Xabi Alonso fait preuve d’une grande motivation dans son nouveau rôle d’entraîneur de Chelsea. Sa carrière de footballeur est marquée par une longue et brillante trajectoire qui le place parmi l’élite de ce sport , tant comme joueur que désormais comme entraîneur, un statut qu’il conserve malgré son bref passage au Real Madrid.
À 44 ans , ce natif de Tolosa a déjà plus qu’assez de raisons de se positionner comme l’un des jeunes entraîneurs les plus prometteurs de la scène mondiale.
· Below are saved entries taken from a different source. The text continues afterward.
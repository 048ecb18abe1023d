//! Analysis configuration.
//!
//! Every option has a default, so an empty YAML document is a valid config.

use std::collections::BTreeSet;
use std::fs;
use std::path::Path;

use globset::{Glob, GlobSet, GlobSetBuilder};
use serde::{Deserialize, Serialize};

use crate::error::ConfigurationError;

pub const DEFAULT_DUPLICATION_THRESHOLD: f64 = 0.85;
pub const DEFAULT_GOD_OBJECT_LOC_THRESHOLD: u32 = 500;
pub const DEFAULT_GOD_OBJECT_METHOD_THRESHOLD: u32 = 20;
pub const DEFAULT_FUNCTION_SIZE_LIMIT: u32 = 60;
pub const DEFAULT_ASSERTION_DENSITY_MIN_PCT: f64 = 2.0;
pub const DEFAULT_POSITION_ARITY_THRESHOLD: u32 = 3;
pub const DEFAULT_DUPLICATION_MIN_LINES: u32 = 10;

/// Weighted safety points per hundred logical lines that cost one
/// percentage point of compliance. With the default of 100, one High
/// violation (weight 2) in a 200-line file costs 1%.
pub const DEFAULT_COMPLIANCE_CALIBRATION: f64 = 100.0;

/// Options recognized by [`crate::analyze`].
#[derive(Debug, Clone, PartialEq, Serialize, Deserialize)]
#[serde(default, deny_unknown_fields)]
pub struct AnalysisConfig {
    pub duplication_threshold: f64,
    pub god_object_loc_threshold: u32,
    pub god_object_method_threshold: u32,
    pub function_size_limit: u32,
    pub assertion_density_min_pct: f64,
    /// Detector and analyzer names to run. `None` runs everything.
    pub enabled_detectors: Option<BTreeSet<String>>,
    pub position_arity_threshold: u32,
    /// Minimum logical lines for a function to be a duplication candidate.
    pub duplication_min_lines: u32,
    pub compliance_calibration: f64,
    /// Glob patterns for paths dropped before ingestion (e.g. "**/vendor/**").
    pub excluded_paths: Vec<String>,
}

impl Default for AnalysisConfig {
    fn default() -> Self {
        Self {
            duplication_threshold: DEFAULT_DUPLICATION_THRESHOLD,
            god_object_loc_threshold: DEFAULT_GOD_OBJECT_LOC_THRESHOLD,
            god_object_method_threshold: DEFAULT_GOD_OBJECT_METHOD_THRESHOLD,
            function_size_limit: DEFAULT_FUNCTION_SIZE_LIMIT,
            assertion_density_min_pct: DEFAULT_ASSERTION_DENSITY_MIN_PCT,
            enabled_detectors: None,
            position_arity_threshold: DEFAULT_POSITION_ARITY_THRESHOLD,
            duplication_min_lines: DEFAULT_DUPLICATION_MIN_LINES,
            compliance_calibration: DEFAULT_COMPLIANCE_CALIBRATION,
            excluded_paths: Vec::new(),
        }
    }
}

impl AnalysisConfig {
    /// Parse a config from a YAML file.
    pub fn parse_file<P: AsRef<Path>>(path: P) -> anyhow::Result<Self> {
        let content = fs::read_to_string(path.as_ref())?;
        Self::parse_str(&content)
    }

    /// Parse a config from YAML text. An empty document yields the defaults.
    pub fn parse_str(content: &str) -> anyhow::Result<Self> {
        if content.trim().is_empty() {
            return Ok(Self::default());
        }
        let config: AnalysisConfig = serde_yaml::from_str(content)?;
        Ok(config)
    }

    /// Only run the named detectors and analyzers.
    pub fn with_enabled<I, S>(mut self, names: I) -> Self
    where
        I: IntoIterator<Item = S>,
        S: Into<String>,
    {
        self.enabled_detectors = Some(names.into_iter().map(Into::into).collect());
        self
    }

    /// Whether the detector or analyzer called `name` should run.
    pub fn is_enabled(&self, name: &str) -> bool {
        match &self.enabled_detectors {
            Some(set) => set.contains(name),
            None => true,
        }
    }

    /// Check numeric options and exclusion globs.
    pub fn validate(&self) -> Result<(), ConfigurationError> {
        if !self.duplication_threshold.is_finite()
            || self.duplication_threshold <= 0.0
            || self.duplication_threshold > 1.0
        {
            return Err(ConfigurationError::new(
                "duplication_threshold",
                format!("must be within (0, 1], got {}", self.duplication_threshold),
            ));
        }
        if !self.assertion_density_min_pct.is_finite()
            || !(0.0..=100.0).contains(&self.assertion_density_min_pct)
        {
            return Err(ConfigurationError::new(
                "assertion_density_min_pct",
                format!(
                    "must be within [0, 100], got {}",
                    self.assertion_density_min_pct
                ),
            ));
        }
        if !self.compliance_calibration.is_finite() || self.compliance_calibration <= 0.0 {
            return Err(ConfigurationError::new(
                "compliance_calibration",
                format!("must be positive, got {}", self.compliance_calibration),
            ));
        }

        let positive = [
            ("god_object_loc_threshold", self.god_object_loc_threshold),
            ("god_object_method_threshold", self.god_object_method_threshold),
            ("function_size_limit", self.function_size_limit),
            ("position_arity_threshold", self.position_arity_threshold),
            ("duplication_min_lines", self.duplication_min_lines),
        ];
        for (field, value) in positive {
            if value == 0 {
                return Err(ConfigurationError::new(field, "must be greater than zero"));
            }
        }

        self.exclusion_set()?;
        Ok(())
    }

    /// Reject `enabled_detectors` entries that name nothing in `known`.
    pub fn validate_detector_names<'a, I>(&self, known: I) -> Result<(), ConfigurationError>
    where
        I: IntoIterator<Item = &'a str>,
    {
        let Some(enabled) = &self.enabled_detectors else {
            return Ok(());
        };
        let known: BTreeSet<&str> = known.into_iter().collect();
        let unknown: Vec<&str> = enabled
            .iter()
            .map(String::as_str)
            .filter(|name| !known.contains(name))
            .collect();
        if unknown.is_empty() {
            Ok(())
        } else {
            Err(ConfigurationError::new(
                "enabled_detectors",
                format!("names unknown detectors: {}", unknown.join(", ")),
            ))
        }
    }

    /// Compile `excluded_paths`. Supports `**` for recursive matching.
    pub fn exclusion_set(&self) -> Result<GlobSet, ConfigurationError> {
        let mut builder = GlobSetBuilder::new();
        for pattern in &self.excluded_paths {
            let glob = Glob::new(pattern).map_err(|e| {
                ConfigurationError::new("excluded_paths", format!("bad glob `{}`: {}", pattern, e))
            })?;
            builder.add(glob);
        }
        builder
            .build()
            .map_err(|e| ConfigurationError::new("excluded_paths", e.to_string()))
    }
}

#[cfg(test)]
mod tests {
    use super::*;

    #[test]
    fn test_defaults() {
        let config = AnalysisConfig::default();
        assert_eq!(config.duplication_threshold, 0.85);
        assert_eq!(config.god_object_loc_threshold, 500);
        assert_eq!(config.god_object_method_threshold, 20);
        assert_eq!(config.function_size_limit, 60);
        assert_eq!(config.assertion_density_min_pct, 2.0);
        assert!(config.enabled_detectors.is_none());
        assert!(config.validate().is_ok());
    }

    #[test]
    fn test_parse_yaml_partial() {
        let yaml = r#"
function_size_limit: 40
enabled_detectors:
  - function_size
  - duplication
excluded_paths:
  - "**/generated/**"
"#;
        let config = AnalysisConfig::parse_str(yaml).unwrap();
        assert_eq!(config.function_size_limit, 40);
        assert_eq!(config.god_object_loc_threshold, 500);
        assert!(config.is_enabled("duplication"));
        assert!(!config.is_enabled("connascence_of_name"));

        let globs = config.exclusion_set().unwrap();
        assert!(globs.is_match("src/generated/api.py"));
        assert!(!globs.is_match("src/api.py"));
    }

    #[test]
    fn test_empty_yaml_is_default() {
        let config = AnalysisConfig::parse_str("  \n").unwrap();
        assert_eq!(config, AnalysisConfig::default());
    }

    #[test]
    fn test_validate_rejects_bad_values() {
        let config = AnalysisConfig {
            duplication_threshold: -0.5,
            ..Default::default()
        };
        let err = config.validate().unwrap_err();
        assert_eq!(err.field, "duplication_threshold");

        let config = AnalysisConfig {
            function_size_limit: 0,
            ..Default::default()
        };
        assert_eq!(config.validate().unwrap_err().field, "function_size_limit");

        let config = AnalysisConfig {
            assertion_density_min_pct: f64::NAN,
            ..Default::default()
        };
        assert!(config.validate().is_err());

        let config = AnalysisConfig {
            excluded_paths: vec!["src/[".to_string()],
            ..Default::default()
        };
        assert_eq!(config.validate().unwrap_err().field, "excluded_paths");
    }

    #[test]
    fn test_unknown_detector_names() {
        let config = AnalysisConfig::default().with_enabled(["function_size", "no_such_rule"]);
        let err = config
            .validate_detector_names(["function_size", "bounded_indexing"])
            .unwrap_err();
        assert!(err.reason.contains("no_such_rule"));
        assert!(!err.reason.contains("function_size"));
    }
}
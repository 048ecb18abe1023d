//! Connascence detectors, one per coupling category.
//!
//! Every detector walks the unit's tree once and emits violations with
//! the category's default severity.

mod algorithm;
mod execution;
mod identity;
mod meaning;
mod name;
mod position;
mod timing;
mod type_;
mod value;

pub use algorithm::AlgorithmDetector;
pub use execution::ExecutionDetector;
pub use identity::IdentityDetector;
pub use meaning::MeaningDetector;
pub use name::NameDetector;
pub use position::PositionDetector;
pub use timing::TimingDetector;
pub use type_::TypeDetector;
pub use value::ValueDetector;

use crate::parser::{SourceUnit, Span, SyntaxNode};

use super::types::{Category, ConnascenceKind, Violation};

/// Numeric literals that rarely carry hidden meaning.
pub(crate) const COMMON_NUMBERS: &[&str] = &[
    "0", "1", "-1", "2", "10", "100", "1000", "0.0", "1.0", "-1.0", "0.5", "2.0",
];

fn violation(
    kind: ConnascenceKind,
    unit: &SourceUnit,
    span: &Span,
    message: impl Into<String>,
) -> Violation {
    Violation::new(
        kind.rule_id(),
        Category::Connascence(kind),
        kind.default_severity(),
        unit,
        span,
        message,
    )
}

/// Numeric literal text without separators or type suffixes.
pub(crate) fn normalize_number(text: &str) -> String {
    let lower = text.replace('_', "").to_ascii_lowercase();
    if lower.starts_with("0x") || lower.starts_with("0b") || lower.starts_with("0o") {
        return lower;
    }
    const SUFFIXES: &[&str] = &[
        "usize", "isize", "u128", "i128", "u64", "i64", "u32", "i32", "u16", "i16", "u8", "i8",
        "f64", "f32", "ull", "ul", "ll", "u", "l", "f", "d",
    ];
    for suffix in SUFFIXES {
        if let Some(stripped) = lower.strip_suffix(suffix) {
            if !stripped.is_empty() && !stripped.ends_with('e') {
                return stripped.to_string();
            }
        }
    }
    lower
}

/// Whether a numeric literal (with an optional unary minus parent) is in
/// the common set.
pub(crate) fn is_common_number(unit: &SourceUnit, node: &SyntaxNode, parent: Option<&SyntaxNode>) -> bool {
    let value = normalize_number(unit.text(node));
    let negated = parent
        .filter(|p| p.operator == Some("-") && p.children.len() == 1)
        .is_some();
    let value = if negated { format!("-{}", value) } else { value };
    COMMON_NUMBERS.contains(&value.as_str())
}

/// Contexts where literals are configuration rather than logic.
pub(crate) fn in_literal_exempt_context(unit: &SourceUnit, ancestors: &[&SyntaxNode]) -> bool {
    ancestors.iter().any(|a| {
        matches!(
            a.raw_kind,
            "attribute_item" | "decorator" | "annotation" | "marker_annotation" | "preproc_if"
        ) || a.kind == crate::parser::NodeKind::Import
            || super::syntax::is_assertion(unit, a)
    })
}

/// Short single-line excerpt of a node for messages.
pub(crate) fn excerpt(unit: &SourceUnit, node: &SyntaxNode) -> String {
    let text = unit.text(node);
    let line = text.lines().next().unwrap_or_default().trim();
    if line.chars().count() > 40 {
        let cut: String = line.chars().take(37).collect();
        format!("{}...", cut)
    } else if text.contains('\n') {
        format!("{}...", line)
    } else {
        line.to_string()
    }
}

#[cfg(test)]
mod tests {
    use super::*;

    #[test]
    fn test_normalize_number() {
        assert_eq!(normalize_number("1_000"), "1000");
        assert_eq!(normalize_number("42u32"), "42");
        assert_eq!(normalize_number("10UL"), "10");
        assert_eq!(normalize_number("2.0f"), "2.0");
        assert_eq!(normalize_number("0xFF"), "0xff");
        assert_eq!(normalize_number("1e5"), "1e5");
    }
}
//! The per-file value every detector consumes.

use super::tree::{NodeKind, Span, SyntaxNode};
use super::Language;

/// One parsed file. Immutable once built.
#[derive(Debug, Clone)]
pub struct SourceUnit {
    pub path: String,
    pub language: Language,
    pub source: String,
    pub tree: SyntaxNode,
    /// Physical lines.
    pub line_count: u32,
    /// Lines holding at least one non-comment token.
    pub logical_line_count: u32,
    /// The parser recovered from syntax errors somewhere in the file.
    pub has_parse_errors: bool,
    code_lines: Vec<bool>,
}

impl SourceUnit {
    /// Assemble a unit from an already converted tree.
    ///
    /// `code_lines[i]` marks whether 1-indexed line `i + 1` carries code.
    pub fn new(
        path: impl Into<String>,
        language: Language,
        source: String,
        tree: SyntaxNode,
        code_lines: Vec<bool>,
        has_parse_errors: bool,
    ) -> Self {
        let line_count = count_lines(&source);
        let logical_line_count = code_lines.iter().filter(|c| **c).count() as u32;
        Self {
            path: path.into(),
            language,
            source,
            tree,
            line_count,
            logical_line_count,
            has_parse_errors,
            code_lines,
        }
    }

    /// Parse in-memory text with the default adapter.
    #[cfg(feature = "tree-sitter")]
    pub fn from_source(
        path: impl Into<String>,
        language: Language,
        source: impl Into<String>,
    ) -> Result<Self, crate::error::ParseError> {
        super::treesitter::parse_source(path.into(), language, source.into())
    }

    /// Source text covered by a node.
    pub fn text(&self, node: &SyntaxNode) -> &str {
        self.slice(&node.span)
    }

    pub fn slice(&self, span: &Span) -> &str {
        self.source
            .get(span.start_byte..span.end_byte)
            .unwrap_or_default()
    }

    /// Logical lines between two 1-indexed lines, inclusive.
    pub fn logical_lines_in(&self, start_line: u32, end_line: u32) -> u32 {
        if start_line == 0 || end_line < start_line {
            return 0;
        }
        let start = (start_line - 1) as usize;
        let end = (end_line as usize).min(self.code_lines.len());
        if start >= end {
            return 0;
        }
        self.code_lines[start..end].iter().filter(|c| **c).count() as u32
    }

    pub fn is_code_line(&self, line: u32) -> bool {
        line > 0
            && self
                .code_lines
                .get((line - 1) as usize)
                .copied()
                .unwrap_or(false)
    }

    /// First line that carries code, if any.
    pub fn first_code_line(&self) -> Option<u32> {
        self.code_lines
            .iter()
            .position(|c| *c)
            .map(|idx| idx as u32 + 1)
    }

    /// Comment nodes in document order.
    pub fn comments(&self) -> impl Iterator<Item = &SyntaxNode> {
        self.tree
            .descendants()
            .filter(|n| n.kind == NodeKind::Comment)
    }
}

fn count_lines(source: &str) -> u32 {
    if source.is_empty() {
        return 0;
    }
    let newlines = source.bytes().filter(|b| *b == b'\n').count() as u32;
    if source.ends_with('\n') {
        newlines
    } else {
        newlines + 1
    }
}
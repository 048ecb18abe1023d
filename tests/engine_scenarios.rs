//! End-to-end runs of the analysis pipeline over files on disk.

use std::fs;
use std::path::PathBuf;

use connascence::detect::{Category, SafetyRule, Severity};
use connascence::{
    analyze, AnalysisConfig, Detector, DetectorError, Engine, SourceUnit, Violation,
};
use tempfile::TempDir;

fn write(dir: &TempDir, name: &str, content: &str) -> PathBuf {
    let path = dir.path().join(name);
    fs::write(&path, content).expect("should write fixture");
    path
}

/// A Python class spanning exactly `loc` lines with `methods` asserted
/// one-line methods, padded with comments.
///
/// Every method carries an `assert` so the class stays above the assertion
/// density floor. Without them a class this size would emit assertion
/// density violations and compliance would drop below 100.
fn big_class(loc: usize, methods: usize) -> String {
    let mut lines = vec!["class Inventory:".to_string()];
    let padding = loc - 1 - methods * 3;
    for i in 0..padding {
        lines.push(format!("    # note {}", i));
    }
    for i in 0..methods {
        lines.push(format!("    def item_{}(self):", i));
        lines.push("        assert self is not None".to_string());
        lines.push(format!("        return self.slot_{}", i));
    }
    lines.join("\n") + "\n"
}

/// Three renamed copies of one loader.
fn triplets() -> String {
    ["a", "b", "c"]
        .iter()
        .map(|suffix| {
            format!(
                r#"def load_{s}(path_{s}):
    rows_{s} = []
    with open(path_{s}) as handle_{s}:
        for line_{s} in handle_{s}:
            line_{s} = line_{s}.strip()
            if not line_{s}:
                continue
            parts_{s} = line_{s}.split(",")
            rows_{s}.append(parts_{s})
    assert rows_{s} is not None
    return rows_{s}
"#,
                s = suffix
            )
        })
        .collect::<Vec<_>>()
        .join("\n")
}

fn safety_violations(violations: &[Violation]) -> Vec<&Violation> {
    violations.iter().filter(|v| v.category.is_safety()).collect()
}

#[test]
fn god_object_and_duplicates_without_safety_violations() {
    let dir = TempDir::new().unwrap();
    let class_file = write(&dir, "inventory.py", &big_class(650, 25));
    let loaders = write(&dir, "loaders.py", &triplets());

    let result = analyze(&[class_file, loaders], AnalysisConfig::default()).unwrap();

    assert_eq!(result.files_analyzed, 2);
    assert!(safety_violations(&result.violations).is_empty());

    assert_eq!(result.god_objects.len(), 1);
    let god = &result.god_objects[0];
    assert_eq!(god.type_name, "Inventory");
    assert_eq!(god.loc, 650);
    assert_eq!(god.method_count, 25);
    assert_eq!(god.score, 2.55);

    assert_eq!(result.duplicate_groups.len(), 1);
    let group = &result.duplicate_groups[0];
    assert_eq!(group.members.len(), 3);
    assert_eq!(group.signature, "load_a/1");
    assert!(group.similarity >= 0.85);

    assert_eq!(result.nasa_compliance_pct, 100.0);
    assert!(result.quality_score < 1.0);
    assert!(result
        .recommendations
        .iter()
        .any(|r| r.title.contains("load_a/1")));
}

#[test]
fn discarded_result_and_missing_assertions() {
    let dir = TempDir::new().unwrap();
    let path = write(
        &dir,
        "process.py",
        r#"def process(path, limit):
    open(path)
    total = 0
    count = 0
    total = total + limit
    count = count + 1
    if total > limit:
        total = limit
    result = total * count
    return result
"#,
    );

    let result = analyze(&[path], AnalysisConfig::default()).unwrap();
    let safety = safety_violations(&result.violations);
    assert_eq!(safety.len(), 2);

    let density: Vec<_> = safety
        .iter()
        .filter(|v| v.category == Category::Safety(SafetyRule::AssertionDensity))
        .collect();
    let returns: Vec<_> = safety
        .iter()
        .filter(|v| v.category == Category::Safety(SafetyRule::ReturnValueCheck))
        .collect();
    assert_eq!(density.len(), 1);
    assert_eq!(density[0].severity, Severity::Medium);
    assert_eq!(returns.len(), 1);
    assert_eq!(returns[0].severity, Severity::High);
    assert_eq!(returns[0].line, 2);

    // (1 + 2) weighted points over 10 logical lines
    assert_eq!(result.logical_lines, 10);
    assert_eq!(result.nasa_compliance_pct, 70.0);
}

#[test]
fn repeated_runs_are_identical() {
    let dir = TempDir::new().unwrap();
    let paths = vec![
        write(&dir, "inventory.py", &big_class(120, 22)),
        write(&dir, "loaders.py", &triplets()),
        write(
            &dir,
            "worker.go",
            "package w\n\nimport \"os\"\n\nfunc clean(p string, n int, m int, k int) {\n\tos.Remove(p)\n}\n",
        ),
    ];

    let first = analyze(&paths, AnalysisConfig::default()).unwrap();
    let second = analyze(&paths, AnalysisConfig::default()).unwrap();
    assert_eq!(first, second);
    assert_eq!(
        serde_json::to_string(&first).unwrap(),
        serde_json::to_string(&second).unwrap()
    );
}

struct Exploding;

impl Detector for Exploding {
    fn name(&self) -> &str {
        "exploding"
    }

    fn category(&self) -> Category {
        Category::Safety(SafetyRule::BoundedIndexing)
    }

    fn detect(&self, unit: &SourceUnit) -> Result<Vec<Violation>, DetectorError> {
        if unit.path.ends_with(".go") {
            panic!("unexpected node");
        }
        Err(DetectorError::Internal("always fails".to_string()))
    }
}

#[test]
fn failing_detector_does_not_change_other_results() {
    let dir = TempDir::new().unwrap();
    let paths = vec![
        write(&dir, "loaders.py", &triplets()),
        write(
            &dir,
            "worker.go",
            "package w\n\nimport \"os\"\n\nfunc clean(p string) {\n\tos.Remove(p)\n}\n",
        ),
    ];

    let baseline = Engine::new(AnalysisConfig::default())
        .unwrap()
        .analyze(&paths);

    let mut engine = Engine::new(AnalysisConfig::default()).unwrap();
    engine.register(Box::new(Exploding)).unwrap();
    let with_failure = engine.analyze(&paths);

    assert_eq!(with_failure.violations, baseline.violations);
    assert_eq!(with_failure.violations_by_category, baseline.violations_by_category);
    assert_eq!(with_failure.detector_failures.len(), 2);
    assert!(with_failure
        .detector_failures
        .iter()
        .all(|f| f.detector == "exploding"));
    assert!(with_failure.detector_failures[1]
        .reason
        .contains("unexpected node"));
}

fn function_of(logical_lines: usize) -> String {
    let mut source = String::from("def long_one(x):\n    assert x is not None\n");
    for i in 0..logical_lines - 3 {
        source.push_str(&format!("    x = x + {}\n", i % 2));
    }
    source.push_str("    return x\n");
    source
}

#[test]
fn function_size_boundary() {
    let dir = TempDir::new().unwrap();
    let config = AnalysisConfig::default().with_enabled(["function_size"]);

    let at_limit = write(&dir, "sixty.py", &function_of(60));
    let result = analyze(&[at_limit], config.clone()).unwrap();
    assert!(result.violations.is_empty());

    let over = write(&dir, "sixty_one.py", &function_of(61));
    let result = analyze(&[over], config).unwrap();
    assert_eq!(result.violations.len(), 1);
    let v = &result.violations[0];
    assert_eq!(v.line, 1);
    assert_eq!(v.span_end.0, 61);
    assert!(v.message.contains("61 logical lines"));
}

#[test]
fn god_object_boundary() {
    let dir = TempDir::new().unwrap();
    let config = AnalysisConfig::default().with_enabled(["god_objects"]);

    let edge = write(&dir, "edge.py", &big_class(500, 20));
    let result = analyze(&[edge], config.clone()).unwrap();
    assert!(result.god_objects.is_empty());

    let long = write(&dir, "long.py", &big_class(501, 20));
    let result = analyze(&[long], config.clone()).unwrap();
    assert_eq!(result.god_objects.len(), 1);

    let wide = write(&dir, "wide.py", &big_class(100, 21));
    let result = analyze(&[wide], config).unwrap();
    assert_eq!(result.god_objects.len(), 1);
}

#[test]
fn unreadable_files_become_ingestion_failures() {
    let dir = TempDir::new().unwrap();
    let good = write(&dir, "ok.py", "def f():\n    assert True\n    return 1\n");
    let missing = dir.path().join("gone.py");

    let result = analyze(&[good, missing], AnalysisConfig::default()).unwrap();
    assert_eq!(result.files_analyzed, 1);
    assert_eq!(result.ingestion_failures.len(), 1);
    assert!(result.ingestion_failures[0].path.ends_with("gone.py"));
    assert!(!result.incomplete);
}

#[test]
fn over_deep_file_is_an_ingestion_failure() {
    let dir = TempDir::new().unwrap();
    let terms = vec!["a"; 20_000].join(" + ");
    let deep = write(
        &dir,
        "generated.py",
        &format!("def f(a):\n    assert a\n    return {}\n", terms),
    );
    let good = write(&dir, "ok.py", "def g():\n    assert True\n    return 1\n");

    let result = analyze(&[deep, good], AnalysisConfig::default()).unwrap();
    assert_eq!(result.files_analyzed, 1);
    assert_eq!(result.ingestion_failures.len(), 1);
    assert!(result.ingestion_failures[0].path.ends_with("generated.py"));
    assert!(result.ingestion_failures[0].reason.contains("nests deeper than"));
    assert!(result.detector_failures.is_empty());
}

#[test]
fn module_functions_are_analyzed_next_to_a_class() {
    let dir = TempDir::new().unwrap();
    let mut source = String::from("class Tiny:\n    pass\n\n");
    for i in 0..25 {
        source.push_str(&format!("def step_{}(x):\n    assert x\n    return x\n\n", i));
    }
    let path = write(&dir, "pipeline.py", &source);

    let config = AnalysisConfig::default().with_enabled(["god_objects"]);
    let result = analyze(&[path], config).unwrap();
    assert_eq!(result.god_objects.len(), 1);
    assert_eq!(result.god_objects[0].type_name, "pipeline");
    assert_eq!(result.god_objects[0].method_count, 25);
}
Sa consécration définitive est arrivée lorsqu’il a marqué l’histoire avec le Bayer Leverkusen , équipe qu’il a menée à un doublé légendaire Coupe-Championnat invaincue en 2014 , brisant ainsi l’emprise de fer du Bayern Munich sur les titres.
Bien que son passage au Real Madrid ait été bref et ponctué de moments de doute, l’entraîneur n’a jamais baissé les bras . Loin de se résigner, Alonso aborde désormais ce nouveau chapitre avec les Citizens avec une motivation maximale , non sans avoir porté un regard philosophique sur son expérience au Santiago Bernabéu. « Heureusement, je n’ai pas beaucoup de cicatrices dans ma carrière. J’en ai une, mais elle guérit. Maintenant qu’elle est cicatrisée, je suis très motivé et déterminé à savourer cette nouvelle étape comme je l’ai fait à mes débuts à Madrid », a confié l’entraîneur dans une interview accordée à The Athletic .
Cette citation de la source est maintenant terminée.